Er bevorzugt küstennahe Gewässer, flache Schelfbereiche, oder auch Flussmündungen. Er ist oft in Schwärmen anzutreffen. Er meidet starke Strömungen.


Fortpflanzung

Der Langschwanz-Thun (Thunnus tonggol) ist ovipar (eierlegend). Die Geschlechtsreife wird meist im Alter von etwa zwei Jahren und bei einer Länge von 40 bis 54 cm (Weibchen) erreicht.

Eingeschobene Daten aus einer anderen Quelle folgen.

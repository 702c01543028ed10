//! 십신(十神) 분류기.
//!
//! 일간과 대상 천간의 오행 관계(상생/상극)와 음양 일치 여부로 십신을 결정합니다.
//! 10×10 전체 함수이며 같은 천간은 항상 비견입니다.

use saju_core::{Sibsin, Stem};

/// 일간 기준 대상 천간의 십신.
pub fn sibsin(day_stem: Stem, target_stem: Stem) -> Sibsin {
    let me = day_stem.element();
    let other = target_stem.element();
    let same_polarity = day_stem.polarity() == target_stem.polarity();

    let (same, different) = if other == me {
        (Sibsin::Bigyeon, Sibsin::Geopjae)
    } else if me.generates() == other {
        (Sibsin::Siksin, Sibsin::Sanggwan)
    } else if me.controls() == other {
        (Sibsin::Pyeonjae, Sibsin::Jeongjae)
    } else if other.controls() == me {
        (Sibsin::Pyeongwan, Sibsin::Jeonggwan)
    } else {
        // 남은 관계는 대상이 일간을 생하는 경우뿐
        (Sibsin::Pyeonin, Sibsin::Jeongin)
    };

    if same_polarity {
        same
    } else {
        different
    }
}
//! 십이운성(十二運星) 분류기.
//!
//! 양간은 장생지에서 순행하고 음간은 장생지에서 역행합니다.

use saju_core::{Branch, Polarity, Stem, TwelveStage};

/// 천간별 장생지 (갑=해, 을=오, 병·무=인, 정·기=유, 경=사, 신=자, 임=신, 계=묘).
const JANGSAENG_BRANCH: [Branch; 10] = [
    Branch::Hae,
    Branch::O,
    Branch::In,
    Branch::Yu,
    Branch::In,
    Branch::Yu,
    Branch::Sa,
    Branch::Ja,
    Branch::Sin,
    Branch::Myo,
];

/// 일간 기준 지지의 십이운성.
pub fn twelve_stage(day_stem: Stem, branch: Branch) -> TwelveStage {
    let start = JANGSAENG_BRANCH[day_stem.index()].index();
    let target = branch.index();
    let step = match day_stem.polarity() {
        Polarity::Yang => (target + 12 - start) % 12,
        Polarity::Yin => (start + 12 - target) % 12,
    };
    TwelveStage::from_index(step)
}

Die Laichzeiten variieren stark je nach Region und Wassertemperatur:

  • Australien: September bis März (bei Wassertemperaturen über 24 °C).
  • Südostasien (z. B. Thailand/Indonesien): Hier gibt es oft zwei Spitzenzeiten, zum Beispiel von Januar bis April und erneut von August bis September.
  • Golf von Oman/Iran: hauptsächlich von August bis Oktober.

Ein Weibchen produziert bei jedem Ablaichen zwischen 1,2 und 1,9 Millionen Eier. Diese Thunfische laichen mehrfach innerhalb einer Saison.

Die Eier und die daraus schlüpfenden Fischlarven sind pelagisch, das heißt, sie treiben frei in den oberen Wasserschichten des Ozeans. Im Gegensatz zu vielen anderen Thunfischarten bevorzugt der Langschwanz-Thun für die Vermehrung eher küstennahe (neritische) Gewässer als das tiefe, offene Meer.


Nahrung

Erwachsene Langschwanz-Thune (Thunnus tonggol) ernähren sich hauptsächlich von kleinen pelagischen Fischen, darunter Sardinen, Sardellen, Heringen und Makrelen. Zu ihrer Beute gehören auch Krebstiere und Tintenfische.

Die Zusammensetzung ihrer Nahrung variiert je nach Region und Jahreszeit. So fressen sie in australischen Gewässern beispielsweise oft Hornhechte und kleine Köderfische, während sie in nördlicheren Gebieten wie Indien über 22 verschiedene Taxa von Beutetieren nutzen. Jungfische ernähren sich dagegen von kleineren Organismen wie Flohkrebsen und Fischlarven.